◆ TASK ITEM: Below are the records. Retype exactly the lines between the lines holding "from a JSON bundle" and "the command line.", inclusive.

DATA FOR ANALYSIS START

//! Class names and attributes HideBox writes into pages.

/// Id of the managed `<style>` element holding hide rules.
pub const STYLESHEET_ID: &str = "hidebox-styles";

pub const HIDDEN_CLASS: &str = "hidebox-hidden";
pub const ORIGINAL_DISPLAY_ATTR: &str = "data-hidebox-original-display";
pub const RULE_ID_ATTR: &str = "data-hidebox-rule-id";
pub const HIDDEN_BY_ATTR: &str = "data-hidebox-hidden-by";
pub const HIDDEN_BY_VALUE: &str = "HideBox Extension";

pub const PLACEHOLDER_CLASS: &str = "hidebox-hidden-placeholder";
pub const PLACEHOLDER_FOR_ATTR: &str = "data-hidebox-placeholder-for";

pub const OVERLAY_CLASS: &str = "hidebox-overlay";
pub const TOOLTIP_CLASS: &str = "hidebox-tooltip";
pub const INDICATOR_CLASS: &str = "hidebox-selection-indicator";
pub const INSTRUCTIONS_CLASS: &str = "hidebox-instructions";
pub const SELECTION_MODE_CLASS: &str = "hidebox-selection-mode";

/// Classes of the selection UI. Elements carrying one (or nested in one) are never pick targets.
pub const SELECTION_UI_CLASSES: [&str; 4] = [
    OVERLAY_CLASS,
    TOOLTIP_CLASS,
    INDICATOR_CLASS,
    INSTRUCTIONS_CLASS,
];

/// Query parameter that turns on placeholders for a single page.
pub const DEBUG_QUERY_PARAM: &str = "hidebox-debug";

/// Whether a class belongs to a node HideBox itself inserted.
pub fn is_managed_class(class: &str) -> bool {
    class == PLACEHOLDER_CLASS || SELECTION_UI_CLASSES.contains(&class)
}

DATA FOR ANALYSIS END
DATA FOR ANALYSIS START

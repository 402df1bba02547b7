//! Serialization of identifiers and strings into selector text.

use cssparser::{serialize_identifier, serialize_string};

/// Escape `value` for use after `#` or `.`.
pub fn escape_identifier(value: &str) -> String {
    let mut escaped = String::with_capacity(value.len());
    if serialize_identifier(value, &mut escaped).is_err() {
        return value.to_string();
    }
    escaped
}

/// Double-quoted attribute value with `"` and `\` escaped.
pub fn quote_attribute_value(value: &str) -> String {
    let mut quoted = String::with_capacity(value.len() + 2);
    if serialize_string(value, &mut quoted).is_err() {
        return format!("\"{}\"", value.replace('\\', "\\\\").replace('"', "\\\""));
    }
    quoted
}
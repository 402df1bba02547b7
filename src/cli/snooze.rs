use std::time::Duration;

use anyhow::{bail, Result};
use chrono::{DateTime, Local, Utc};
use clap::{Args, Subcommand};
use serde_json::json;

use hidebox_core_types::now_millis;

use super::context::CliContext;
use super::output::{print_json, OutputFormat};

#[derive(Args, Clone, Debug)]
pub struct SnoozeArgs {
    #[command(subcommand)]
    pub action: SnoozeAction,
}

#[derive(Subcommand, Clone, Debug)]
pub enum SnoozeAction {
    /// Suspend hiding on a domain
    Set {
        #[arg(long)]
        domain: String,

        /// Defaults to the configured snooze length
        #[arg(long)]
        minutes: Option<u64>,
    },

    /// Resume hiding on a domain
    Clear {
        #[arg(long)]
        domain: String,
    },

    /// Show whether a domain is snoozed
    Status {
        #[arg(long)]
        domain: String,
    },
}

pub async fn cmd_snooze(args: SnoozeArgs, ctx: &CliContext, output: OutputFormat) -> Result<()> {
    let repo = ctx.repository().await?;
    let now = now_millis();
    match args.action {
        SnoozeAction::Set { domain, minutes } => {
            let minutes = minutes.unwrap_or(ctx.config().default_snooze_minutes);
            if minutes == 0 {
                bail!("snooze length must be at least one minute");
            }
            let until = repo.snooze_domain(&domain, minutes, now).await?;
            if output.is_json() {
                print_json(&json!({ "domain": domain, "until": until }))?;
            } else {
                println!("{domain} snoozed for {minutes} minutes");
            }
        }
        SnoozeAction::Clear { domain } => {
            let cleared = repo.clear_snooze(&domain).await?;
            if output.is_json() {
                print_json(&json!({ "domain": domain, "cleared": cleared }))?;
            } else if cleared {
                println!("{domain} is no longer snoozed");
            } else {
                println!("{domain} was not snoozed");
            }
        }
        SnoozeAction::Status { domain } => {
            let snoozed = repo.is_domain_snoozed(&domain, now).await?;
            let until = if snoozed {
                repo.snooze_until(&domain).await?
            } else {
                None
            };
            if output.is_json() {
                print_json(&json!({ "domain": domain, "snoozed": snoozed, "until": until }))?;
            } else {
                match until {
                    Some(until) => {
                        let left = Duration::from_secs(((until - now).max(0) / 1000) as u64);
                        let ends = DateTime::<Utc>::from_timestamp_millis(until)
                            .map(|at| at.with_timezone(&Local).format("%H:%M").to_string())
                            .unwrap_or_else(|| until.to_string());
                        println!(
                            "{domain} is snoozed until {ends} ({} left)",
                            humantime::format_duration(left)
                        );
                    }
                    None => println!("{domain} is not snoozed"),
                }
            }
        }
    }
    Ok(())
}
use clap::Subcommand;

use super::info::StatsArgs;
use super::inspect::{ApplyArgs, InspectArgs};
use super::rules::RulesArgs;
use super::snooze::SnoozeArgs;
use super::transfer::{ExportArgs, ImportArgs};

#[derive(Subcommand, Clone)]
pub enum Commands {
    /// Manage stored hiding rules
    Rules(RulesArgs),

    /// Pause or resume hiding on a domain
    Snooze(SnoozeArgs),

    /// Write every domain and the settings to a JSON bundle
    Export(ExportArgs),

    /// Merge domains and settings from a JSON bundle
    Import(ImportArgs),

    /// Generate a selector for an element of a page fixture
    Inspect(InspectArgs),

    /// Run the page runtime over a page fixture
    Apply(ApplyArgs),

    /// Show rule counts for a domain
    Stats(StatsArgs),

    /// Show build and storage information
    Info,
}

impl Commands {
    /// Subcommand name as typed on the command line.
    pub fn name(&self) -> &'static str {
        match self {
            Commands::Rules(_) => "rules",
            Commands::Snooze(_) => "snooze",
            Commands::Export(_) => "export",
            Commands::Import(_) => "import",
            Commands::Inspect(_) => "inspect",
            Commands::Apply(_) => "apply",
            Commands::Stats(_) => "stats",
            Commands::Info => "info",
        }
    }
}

DATA FOR ANALYSIS END
DATA FOR ANALYSIS START

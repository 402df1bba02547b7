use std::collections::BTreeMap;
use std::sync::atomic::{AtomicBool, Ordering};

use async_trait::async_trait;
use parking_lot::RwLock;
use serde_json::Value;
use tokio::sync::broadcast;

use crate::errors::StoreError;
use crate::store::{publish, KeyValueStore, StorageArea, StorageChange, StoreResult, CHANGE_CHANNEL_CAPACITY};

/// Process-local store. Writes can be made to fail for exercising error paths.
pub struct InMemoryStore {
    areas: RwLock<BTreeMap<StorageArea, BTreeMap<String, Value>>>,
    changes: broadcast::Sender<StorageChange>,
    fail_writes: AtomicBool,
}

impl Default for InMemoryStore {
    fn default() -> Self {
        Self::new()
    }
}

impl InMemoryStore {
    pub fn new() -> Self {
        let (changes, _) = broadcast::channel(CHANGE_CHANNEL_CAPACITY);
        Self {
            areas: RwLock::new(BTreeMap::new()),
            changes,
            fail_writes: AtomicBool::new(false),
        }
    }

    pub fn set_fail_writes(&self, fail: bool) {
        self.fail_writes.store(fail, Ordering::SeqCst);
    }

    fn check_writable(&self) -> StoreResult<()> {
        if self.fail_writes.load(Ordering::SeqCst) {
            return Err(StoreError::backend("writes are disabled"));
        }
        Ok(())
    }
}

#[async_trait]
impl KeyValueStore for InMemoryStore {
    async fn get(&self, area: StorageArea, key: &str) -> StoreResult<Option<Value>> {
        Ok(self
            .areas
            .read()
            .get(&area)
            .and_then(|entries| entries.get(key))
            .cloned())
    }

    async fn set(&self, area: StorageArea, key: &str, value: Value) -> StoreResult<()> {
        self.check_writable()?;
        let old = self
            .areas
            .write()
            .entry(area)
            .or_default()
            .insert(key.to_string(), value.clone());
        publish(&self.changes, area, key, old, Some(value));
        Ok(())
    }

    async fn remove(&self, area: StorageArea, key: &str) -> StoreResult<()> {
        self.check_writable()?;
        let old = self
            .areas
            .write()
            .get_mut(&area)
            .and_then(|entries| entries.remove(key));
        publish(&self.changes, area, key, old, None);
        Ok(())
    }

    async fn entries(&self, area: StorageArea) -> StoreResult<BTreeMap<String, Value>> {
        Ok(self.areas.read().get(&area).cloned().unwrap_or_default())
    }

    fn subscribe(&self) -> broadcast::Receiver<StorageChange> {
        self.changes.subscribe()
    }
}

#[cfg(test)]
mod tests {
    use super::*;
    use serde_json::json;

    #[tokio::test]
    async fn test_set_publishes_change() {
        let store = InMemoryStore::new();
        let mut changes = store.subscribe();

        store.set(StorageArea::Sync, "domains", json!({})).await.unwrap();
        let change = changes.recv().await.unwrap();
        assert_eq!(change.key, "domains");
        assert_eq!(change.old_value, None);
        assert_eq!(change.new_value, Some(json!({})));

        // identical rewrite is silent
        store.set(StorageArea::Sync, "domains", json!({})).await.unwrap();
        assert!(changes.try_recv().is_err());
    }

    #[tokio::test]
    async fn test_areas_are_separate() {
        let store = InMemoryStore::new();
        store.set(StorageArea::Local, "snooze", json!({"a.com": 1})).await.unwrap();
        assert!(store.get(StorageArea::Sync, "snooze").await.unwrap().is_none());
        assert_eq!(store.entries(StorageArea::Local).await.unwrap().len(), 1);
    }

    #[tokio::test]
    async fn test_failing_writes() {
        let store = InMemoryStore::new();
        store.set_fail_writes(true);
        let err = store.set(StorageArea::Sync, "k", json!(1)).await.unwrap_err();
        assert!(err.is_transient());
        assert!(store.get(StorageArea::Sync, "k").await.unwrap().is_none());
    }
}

DATA FOR ANALYSIS END

◆ RESPONSE AREA:
    /// Merge domains and settings from a JSON bundle
    Import(ImportArgs),

    /// Generate a selector for an element of a page fixture
    Inspect(InspectArgs),

    /// Run the page runtime over a page fixture
    Apply(ApplyArgs),

    /// Show rule counts for a domain
    Stats(StatsArgs),

    /// Show build and storage information
    Info,
}

impl Commands {
    /// Subcommand name as typed on the command line.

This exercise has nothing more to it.